Perhaps because of these factors, many homeowners are turning to a more naturalistic garden design. A naturalistic landscape requires less maintenance, reduces environmental harm, can benefit wildlife and still provides seasonal interest.
One way to create a successful naturalistic garden is to focus on native plants. Native plants are those that grow naturally in your geographic area rather than plants that are introduced from other parts of the country or from overseas.
Native plants are best adapted to local conditions and thrive with minimal care. Generally, native plants won’t harm natural areas. In a book titled “Wildflowers Across America,” Mrs. Lyndon Johnson wrote, “Wherever I go in America, I like it when the land speaks its own language in its own regional accent.”

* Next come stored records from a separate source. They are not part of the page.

//! The expression value model.
//!
//! An [`Expression`] is an immutable, strictly alternating sequence of
//! operands and operators. Every mutation returns a new value.

use super::token::{Operator, Token};
use serde::{Deserialize, Serialize};
use std::fmt;
use stillwater::validation::Validation;
use stillwater::NonEmptyVec;
use thiserror::Error;

/// A way in which a token list breaks the expression invariants.
#[derive(Clone, Debug, PartialEq, Eq, Error)]
pub enum ExpressionViolation {
    #[error("expression starts with operator '{operator}'")]
    LeadingOperator { operator: Operator },

    #[error("adjacent operands at position {position}")]
    AdjacentOperands { position: usize },

    #[error("adjacent operators at position {position}")]
    AdjacentOperators { position: usize },
}

/// Error returned when a token list cannot form an expression.
#[derive(Clone, Debug, PartialEq, Eq, Error)]
pub enum ExpressionError {
    #[error("Malformed expression: {}", describe(.violations))]
    Malformed { violations: Vec<ExpressionViolation> },
}

fn describe(violations: &[ExpressionViolation]) -> String {
    violations
        .iter()
        .map(ToString::to_string)
        .collect::<Vec<_>>()
        .join("; ")
}

/// An ordered, alternating sequence of tokens.
///
/// The canonical text (via [`fmt::Display`]) separates tokens with single
/// spaces and is what the evaluator consumes.
///
/// # Example
///
/// ```rust
/// use calcmind::core::{Expression, Operator};
///
/// let expression = Expression::empty()
///     .append_operand(1)
///     .append_operand(2)
///     .append_operator(Operator::Plus)
///     .append_operator(Operator::Minus)
///     .append_operand(3);
///
/// assert_eq!(expression.to_string(), "12 - 3");
/// assert!(expression.is_complete());
/// ```
#[derive(Clone, Debug, Default, PartialEq, Eq, Hash, Serialize, Deserialize)]
#[serde(try_from = "Vec<Token>", into = "Vec<Token>")]
pub struct Expression {
    tokens: Vec<Token>,
}

impl Expression {
    /// The empty expression.
    pub fn empty() -> Self {
        Self { tokens: Vec::new() }
    }

    /// A single-operand expression, used to re-seed after an evaluation.
    pub fn from_value(value: i64) -> Self {
        Self {
            tokens: vec![Token::Operand(value)],
        }
    }

    /// Build an expression from raw tokens, accumulating every violation.
    ///
    /// # Example
    ///
    /// ```rust
    /// use calcmind::core::{Expression, Operator, Token};
    /// use stillwater::validation::Validation;
    ///
    /// let tokens = vec![
    ///     Token::Operator(Operator::Plus),
    ///     Token::Operand(1),
    ///     Token::Operand(2),
    /// ];
    ///
    /// match Expression::from_tokens(tokens) {
    ///     Validation::Failure(violations) => assert_eq!(violations.len(), 2),
    ///     Validation::Success(_) => panic!("tokens do not alternate"),
    /// }
    /// ```
    pub fn from_tokens(
        tokens: Vec<Token>,
    ) -> Validation<Expression, NonEmptyVec<ExpressionViolation>> {
        let mut checks: Vec<Validation<(), NonEmptyVec<ExpressionViolation>>> = Vec::new();

        if let Some(Token::Operator(operator)) = tokens.first() {
            checks.push(Validation::fail(ExpressionViolation::LeadingOperator {
                operator: *operator,
            }));
        }

        for (index, pair) in tokens.windows(2).enumerate() {
            let position = index + 1;
            let check = match (pair[0], pair[1]) {
                (Token::Operand(_), Token::Operand(_)) => {
                    Validation::fail(ExpressionViolation::AdjacentOperands { position })
                }
                (Token::Operator(_), Token::Operator(_)) => {
                    Validation::fail(ExpressionViolation::AdjacentOperators { position })
                }
                _ => Validation::success(()),
            };
            checks.push(check);
        }

        match Validation::all_vec(checks) {
            Validation::Success(_) => Validation::Success(Expression { tokens }),
            Validation::Failure(violations) => Validation::Failure(violations),
        }
    }

    pub fn tokens(&self) -> &[Token] {
        &self.tokens
    }

    pub fn len(&self) -> usize {
        self.tokens.len()
    }

    pub fn is_empty(&self) -> bool {
        self.tokens.is_empty()
    }

    /// True when non-empty and ending in an operand.
    pub fn is_complete(&self) -> bool {
        matches!(self.tokens.last(), Some(Token::Operand(_)))
    }

    /// Append digit input.
    ///
    /// A trailing operand absorbs the input by decimal concatenation
    /// (`12` then `3` gives `123`; a negative operand grows away from zero).
    /// Input that would overflow `i64` leaves the expression unchanged.
    pub fn append_operand(&self, digits: u32) -> Self {
        match self.tokens.last() {
            Some(Token::Operand(value)) => match concatenate(*value, digits) {
                Some(merged) => self.with_last(Token::Operand(merged)),
                None => self.clone(),
            },
            _ => self.with_pushed(Token::Operand(i64::from(digits))),
        }
    }

    /// Append an operator.
    ///
    /// A trailing operator is replaced. On an empty expression this is a
    /// no-op: an expression never starts with an operator.
    pub fn append_operator(&self, operator: Operator) -> Self {
        match self.tokens.last() {
            None => self.clone(),
            Some(Token::Operator(_)) => self.with_last(Token::Operator(operator)),
            Some(Token::Operand(_)) => self.with_pushed(Token::Operator(operator)),
        }
    }

    /// Undo the last input.
    ///
    /// A multi-digit operand loses its last digit; any other token is
    /// dropped. Removing from the empty expression is a no-op.
    pub fn remove_last(&self) -> Self {
        match self.tokens.last() {
            None => self.clone(),
            Some(Token::Operand(value)) if value / 10 != 0 => {
                self.with_last(Token::Operand(value / 10))
            }
            Some(_) => Self {
                tokens: self.tokens[..self.tokens.len() - 1].to_vec(),
            },
        }
    }

    fn with_last(&self, token: Token) -> Self {
        let mut tokens = self.tokens.clone();
        if let Some(last) = tokens.last_mut() {
            *last = token;
        }
        Self { tokens }
    }

    fn with_pushed(&self, token: Token) -> Self {
        let mut tokens = self.tokens.clone();
        tokens.push(token);
        Self { tokens }
    }
}

fn concatenate(value: i64, digits: u32) -> Option<i64> {
    let width = digits.checked_ilog10().map_or(1, |log| log + 1);
    let shifted = value.checked_mul(10i64.checked_pow(width)?)?;
    if value < 0 {
        shifted.checked_sub(i64::from(digits))
    } else {
        shifted.checked_add(i64::from(digits))
    }
}

impl fmt::Display for Expression {
    fn fmt(&self, f: &mut fmt::Formatter<'_>) -> fmt::Result {
        for (index, token) in self.tokens.iter().enumerate() {
            if index > 0 {
                f.write_str(" ")?;
            }
            write!(f, "{token}")?;
        }
        Ok(())
    }
}

impl TryFrom<Vec<Token>> for Expression {
    type Error = ExpressionError;

    fn try_from(tokens: Vec<Token>) -> Result<Self, Self::Error> {
        match Expression::from_tokens(tokens) {
            Validation::Success(expression) => Ok(expression),
            Validation::Failure(violations) => Err(ExpressionError::Malformed {
                violations: violations.iter().cloned().collect(),
            }),
        }
    }
}

impl From<Expression> for Vec<Token> {
    fn from(expression: Expression) -> Self {
        expression.tokens
    }
}

#[cfg(test)]
mod tests {
    use super::*;
    use crate::core::Operator::*;
    use crate::expression;

    #[test]
    fn digits_accumulate_into_one_operand() {
        let expression = Expression::empty()
            .append_operand(1)
            .append_operand(2)
            .append_operand(3);

        assert_eq!(expression, expression![123]);
    }

    #[test]
    fn multi_digit_input_concatenates_decimally() {
        assert_eq!(expression![12].append_operand(345), expression![12345]);
        assert_eq!(expression![7].append_operand(0), expression![70]);
    }

    #[test]
    fn negative_operand_grows_away_from_zero() {
        assert_eq!(Expression::from_value(-2).append_operand(5), expression![-25]);
    }

    #[test]
    fn overflowing_digit_input_is_ignored() {
        let expression = Expression::from_value(i64::MAX);
        assert_eq!(expression.append_operand(1), expression);
    }

    #[test]
    fn operand_after_operator_starts_new_token() {
        assert_eq!(expression![1, Plus].append_operand(9), expression![1, Plus, 9]);
    }

    #[test]
    fn operator_follows_operand() {
        for operator in Operator::ALL {
            assert_eq!(expression![1].append_operator(operator), expression![1, operator]);
        }
    }

    #[test]
    fn last_operator_wins() {
        let expression = expression![1]
            .append_operator(Plus)
            .append_operator(Minus);

        assert_eq!(expression, expression![1, Minus]);
    }

    #[test]
    fn operator_on_empty_is_ignored() {
        assert_eq!(Expression::empty().append_operator(Plus), Expression::empty());
    }

    #[test]
    fn remove_last_truncates_multi_digit_operand() {
        assert_eq!(expression![1, Plus, 32].remove_last(), expression![1, Plus, 3]);
        assert_eq!(Expression::from_value(-25).remove_last(), expression![-2]);
    }

    #[test]
    fn remove_last_drops_single_digit_operand() {
        assert_eq!(expression![1, Plus, 3].remove_last(), expression![1, Plus]);
        assert_eq!(expression![-4].remove_last(), Expression::empty());
    }

    #[test]
    fn remove_last_drops_operator() {
        assert_eq!(expression![1, Plus].remove_last(), expression![1]);
    }

    #[test]
    fn remove_last_on_empty_is_identity() {
        let empty = Expression::empty();
        assert_eq!(empty.remove_last(), empty);
        assert_eq!(empty.remove_last().remove_last(), empty);
    }

    #[test]
    fn completeness_requires_trailing_operand() {
        assert!(!Expression::empty().is_complete());
        assert!(!expression![3, Multiply, 90, Minus].is_complete());
        assert!(expression![3, Multiply, 90].is_complete());
    }

    #[test]
    fn canonical_text_is_space_separated() {
        assert_eq!(expression![3, Multiply, 90, Minus].to_string(), "3 * 90 -");
        assert_eq!(Expression::empty().to_string(), "");
    }

    #[test]
    fn mutations_leave_original_untouched() {
        let original = expression![1, Plus];
        let _ = original.append_operand(2);
        let _ = original.remove_last();
        assert_eq!(original, expression![1, Plus]);
    }

    #[test]
    fn from_tokens_accumulates_all_violations() {
        let tokens = vec![
            Token::Operator(Plus),
            Token::Operand(1),
            Token::Operand(2),
            Token::Operator(Minus),
            Token::Operator(Divide),
        ];

        match Expression::from_tokens(tokens) {
            Validation::Failure(violations) => {
                let violations: Vec<_> = violations.iter().cloned().collect();
                assert_eq!(
                    violations,
                    vec![
                        ExpressionViolation::LeadingOperator { operator: Plus },
                        ExpressionViolation::AdjacentOperands { position: 2 },
                        ExpressionViolation::AdjacentOperators { position: 4 },
                    ]
                );
            }
            Validation::Success(_) => panic!("Expected failures, got success"),
        }
    }

    #[test]
    fn try_from_accepts_alternating_tokens() {
        let expression =
            Expression::try_from(vec![Token::Operand(1), Token::Operator(Plus)]).unwrap();
        assert_eq!(expression.len(), 2);
    }

    #[test]
    fn deserialization_rejects_broken_invariant() {
        let json = r#"[{"Operand":1},{"Operand":2}]"#;
        let result: Result<Expression, _> = serde_json::from_str(json);
        assert!(result.is_err());
    }

    #[test]
    fn expression_serializes_correctly() {
        let expression = expression![11, Multiply, 3];
        let json = serde_json::to_string(&expression).unwrap();
        let deserialized: Expression = serde_json::from_str(&json).unwrap();
        assert_eq!(expression, deserialized);
    }
}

A basic rule of thumb for a naturalistic sustainable garden is to select the right plant for the right place. By that, I mean it’s important to assess the site conditions, such as soil type, sun and shade and rainfall, and then select plants that thrive under those conditions.
I often hear from readers who say they have a sloping area of land that is experiencing soil erosion. The ideal solution is to plant some native groundcover plants that require little or no maintenance. The roots of groundcover plants hold the soil in place and also hold water, creating a healthy environment that prevents soil erosion and doesn’t need dangerous or risky mowing on a slope!
If you have a soil erosion issue or a hilly, sloping area that is hard to mow, a groundcover plant would probably be you best solution. You are welcome to send me an e-mail at snipped-for-privacy@landsteward.org with some brief details of your situation and your geographic area and I’ll be happy to respond with some suggestions.
Meanwhile here are a couple of groundcover “idea starters.”
Bronze Ajuga Sometimes known as Ajuga reptans or Carpet Bugle, this evergreen plant produces crowns and spreads by horizontal above-ground stems called stolens. It grows only to a height of 6” to 8” and produces spikes of attractive purple-blue flowers each spring.
Grass Carex Pennsylvania Sedge When readers ask me what they can plant beneath trees, I often recommend Pennsylvania Sedge. It’s a native plant from West Virginia to Georgia to Alabama and forms soft, grass-like, 15 inch clumps of very narrow bright green leaves.
Heucheras Plum Pudding This little guy won my heart! It grows well in shade and around trees. It’s a tough, long-lasting perennial that requires little maintenance.
Additionally, if heating and air conditioning costs are a concern, remember that trees on your landscape can lower energy bills by about 25% .
Recently, I’ve been traveling to some East African nations to assist in developing plans for sustainable agriculture that will boost their economy while growing much needed plants for the world market.
While in Ghana, I saw people carrying sturdy, colorful baskets that were so much better than the plastic or paper bags we use here to bring home groceries from the supermarket. I found that they are called Bolgatanga Market Baskets. They are hand-woven by Ghanaian artisans to provide income during the dry season. I brought home several baskets and now Cheryl and I use them constantly. If you’re interested in owning one or two of these baskets, drop me an e-mail and I’ll give you some shopping information.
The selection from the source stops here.